• [WHAT YOU HAVE TO DO] I'd like every line from the material below that has "TargetUrlError" in it.
────────────────────────────────────────
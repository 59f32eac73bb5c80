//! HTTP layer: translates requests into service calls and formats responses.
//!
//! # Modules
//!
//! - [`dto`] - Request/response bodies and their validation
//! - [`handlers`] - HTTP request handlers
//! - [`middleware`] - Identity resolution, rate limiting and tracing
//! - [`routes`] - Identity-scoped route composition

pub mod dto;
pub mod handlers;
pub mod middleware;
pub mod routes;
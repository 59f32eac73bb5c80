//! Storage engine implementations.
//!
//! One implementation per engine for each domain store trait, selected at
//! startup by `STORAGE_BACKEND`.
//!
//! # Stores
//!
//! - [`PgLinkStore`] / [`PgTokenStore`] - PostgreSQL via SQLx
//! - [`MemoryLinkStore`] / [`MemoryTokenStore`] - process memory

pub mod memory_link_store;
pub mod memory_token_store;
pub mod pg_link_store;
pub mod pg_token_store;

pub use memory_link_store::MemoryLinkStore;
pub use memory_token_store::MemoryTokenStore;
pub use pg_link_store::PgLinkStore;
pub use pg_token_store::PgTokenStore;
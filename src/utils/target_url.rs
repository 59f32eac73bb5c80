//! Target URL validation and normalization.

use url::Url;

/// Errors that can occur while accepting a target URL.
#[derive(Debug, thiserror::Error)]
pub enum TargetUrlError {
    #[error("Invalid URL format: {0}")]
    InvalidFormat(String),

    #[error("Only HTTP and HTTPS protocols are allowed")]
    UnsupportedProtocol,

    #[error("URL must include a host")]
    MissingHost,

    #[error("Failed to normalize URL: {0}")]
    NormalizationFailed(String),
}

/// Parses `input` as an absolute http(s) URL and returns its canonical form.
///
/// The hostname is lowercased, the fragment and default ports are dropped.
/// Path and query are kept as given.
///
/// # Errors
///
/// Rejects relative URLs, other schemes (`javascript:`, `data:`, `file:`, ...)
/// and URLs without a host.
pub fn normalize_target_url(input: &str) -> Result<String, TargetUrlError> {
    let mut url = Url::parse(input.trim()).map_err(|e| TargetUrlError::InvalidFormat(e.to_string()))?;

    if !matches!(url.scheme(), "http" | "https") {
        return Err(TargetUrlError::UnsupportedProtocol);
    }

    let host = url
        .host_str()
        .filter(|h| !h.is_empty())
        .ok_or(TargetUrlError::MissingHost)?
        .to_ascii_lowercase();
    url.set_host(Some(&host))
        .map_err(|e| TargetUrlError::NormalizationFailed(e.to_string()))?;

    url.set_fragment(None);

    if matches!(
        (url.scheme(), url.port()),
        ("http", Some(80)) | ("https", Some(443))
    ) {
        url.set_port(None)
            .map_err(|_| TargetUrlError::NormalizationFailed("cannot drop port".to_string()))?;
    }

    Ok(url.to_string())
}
────────────────────────────────────────
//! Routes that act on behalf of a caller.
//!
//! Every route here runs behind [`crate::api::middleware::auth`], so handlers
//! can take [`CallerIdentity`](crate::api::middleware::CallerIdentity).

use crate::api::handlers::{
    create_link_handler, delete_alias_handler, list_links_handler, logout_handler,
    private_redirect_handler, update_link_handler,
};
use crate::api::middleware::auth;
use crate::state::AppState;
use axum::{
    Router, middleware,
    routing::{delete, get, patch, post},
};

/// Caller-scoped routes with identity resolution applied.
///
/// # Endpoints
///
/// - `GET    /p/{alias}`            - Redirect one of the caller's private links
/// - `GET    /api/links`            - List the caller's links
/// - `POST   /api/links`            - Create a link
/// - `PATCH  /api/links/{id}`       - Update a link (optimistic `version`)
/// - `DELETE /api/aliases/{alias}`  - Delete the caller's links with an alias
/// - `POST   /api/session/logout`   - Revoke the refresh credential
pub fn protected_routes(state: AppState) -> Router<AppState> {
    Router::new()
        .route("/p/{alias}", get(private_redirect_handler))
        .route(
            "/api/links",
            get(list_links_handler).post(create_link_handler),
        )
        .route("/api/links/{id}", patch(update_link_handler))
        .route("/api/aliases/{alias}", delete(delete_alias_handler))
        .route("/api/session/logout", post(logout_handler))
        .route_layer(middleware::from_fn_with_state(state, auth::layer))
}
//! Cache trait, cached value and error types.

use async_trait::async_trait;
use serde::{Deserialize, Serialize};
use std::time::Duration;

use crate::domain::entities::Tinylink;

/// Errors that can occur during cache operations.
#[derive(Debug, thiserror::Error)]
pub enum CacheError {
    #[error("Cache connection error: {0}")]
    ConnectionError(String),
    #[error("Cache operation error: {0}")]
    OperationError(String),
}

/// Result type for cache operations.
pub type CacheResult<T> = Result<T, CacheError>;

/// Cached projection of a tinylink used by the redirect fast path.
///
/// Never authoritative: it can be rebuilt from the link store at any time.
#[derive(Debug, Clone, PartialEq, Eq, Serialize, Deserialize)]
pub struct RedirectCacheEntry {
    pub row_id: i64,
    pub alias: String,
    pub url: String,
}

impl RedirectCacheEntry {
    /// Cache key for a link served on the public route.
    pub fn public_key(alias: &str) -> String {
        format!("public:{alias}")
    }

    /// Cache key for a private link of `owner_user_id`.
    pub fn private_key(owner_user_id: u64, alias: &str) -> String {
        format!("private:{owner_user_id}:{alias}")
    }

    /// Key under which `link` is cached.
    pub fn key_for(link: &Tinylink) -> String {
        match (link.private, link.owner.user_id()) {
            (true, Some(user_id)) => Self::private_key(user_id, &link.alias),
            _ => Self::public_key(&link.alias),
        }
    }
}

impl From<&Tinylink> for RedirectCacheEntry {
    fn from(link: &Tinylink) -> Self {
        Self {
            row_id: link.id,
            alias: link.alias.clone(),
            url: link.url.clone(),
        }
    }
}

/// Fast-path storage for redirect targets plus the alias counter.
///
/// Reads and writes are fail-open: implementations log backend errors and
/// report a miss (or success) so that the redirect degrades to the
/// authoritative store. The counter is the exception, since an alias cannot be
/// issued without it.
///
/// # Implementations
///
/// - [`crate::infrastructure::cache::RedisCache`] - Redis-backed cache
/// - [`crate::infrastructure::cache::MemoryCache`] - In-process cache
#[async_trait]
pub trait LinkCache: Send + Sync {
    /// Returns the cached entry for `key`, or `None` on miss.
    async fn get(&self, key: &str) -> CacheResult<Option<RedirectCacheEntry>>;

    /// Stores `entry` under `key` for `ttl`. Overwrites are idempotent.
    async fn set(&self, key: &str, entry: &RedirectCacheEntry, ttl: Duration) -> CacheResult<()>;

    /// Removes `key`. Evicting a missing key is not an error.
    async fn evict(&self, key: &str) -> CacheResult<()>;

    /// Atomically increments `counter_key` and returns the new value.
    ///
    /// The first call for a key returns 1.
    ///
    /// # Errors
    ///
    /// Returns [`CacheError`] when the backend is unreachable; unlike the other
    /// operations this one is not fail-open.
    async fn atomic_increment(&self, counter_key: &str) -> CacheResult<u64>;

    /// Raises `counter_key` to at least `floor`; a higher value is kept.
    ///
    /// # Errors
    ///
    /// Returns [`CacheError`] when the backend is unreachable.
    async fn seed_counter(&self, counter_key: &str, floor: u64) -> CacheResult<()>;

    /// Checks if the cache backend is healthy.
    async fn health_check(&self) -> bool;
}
────────────────────────────────────────
• [WORKED SOLUTION]
pub enum TargetUrlError {
pub fn normalize_target_url(input: &str) -> Result<String, TargetUrlError> {
    let mut url = Url::parse(input.trim()).map_err(|e| TargetUrlError::InvalidFormat(e.to_string()))?;
        return Err(TargetUrlError::UnsupportedProtocol);
        .ok_or(TargetUrlError::MissingHost)?
        .map_err(|e| TargetUrlError::NormalizationFailed(e.to_string()))?;
            .map_err(|_| TargetUrlError::NormalizationFailed("cannot drop port".to_string()))?;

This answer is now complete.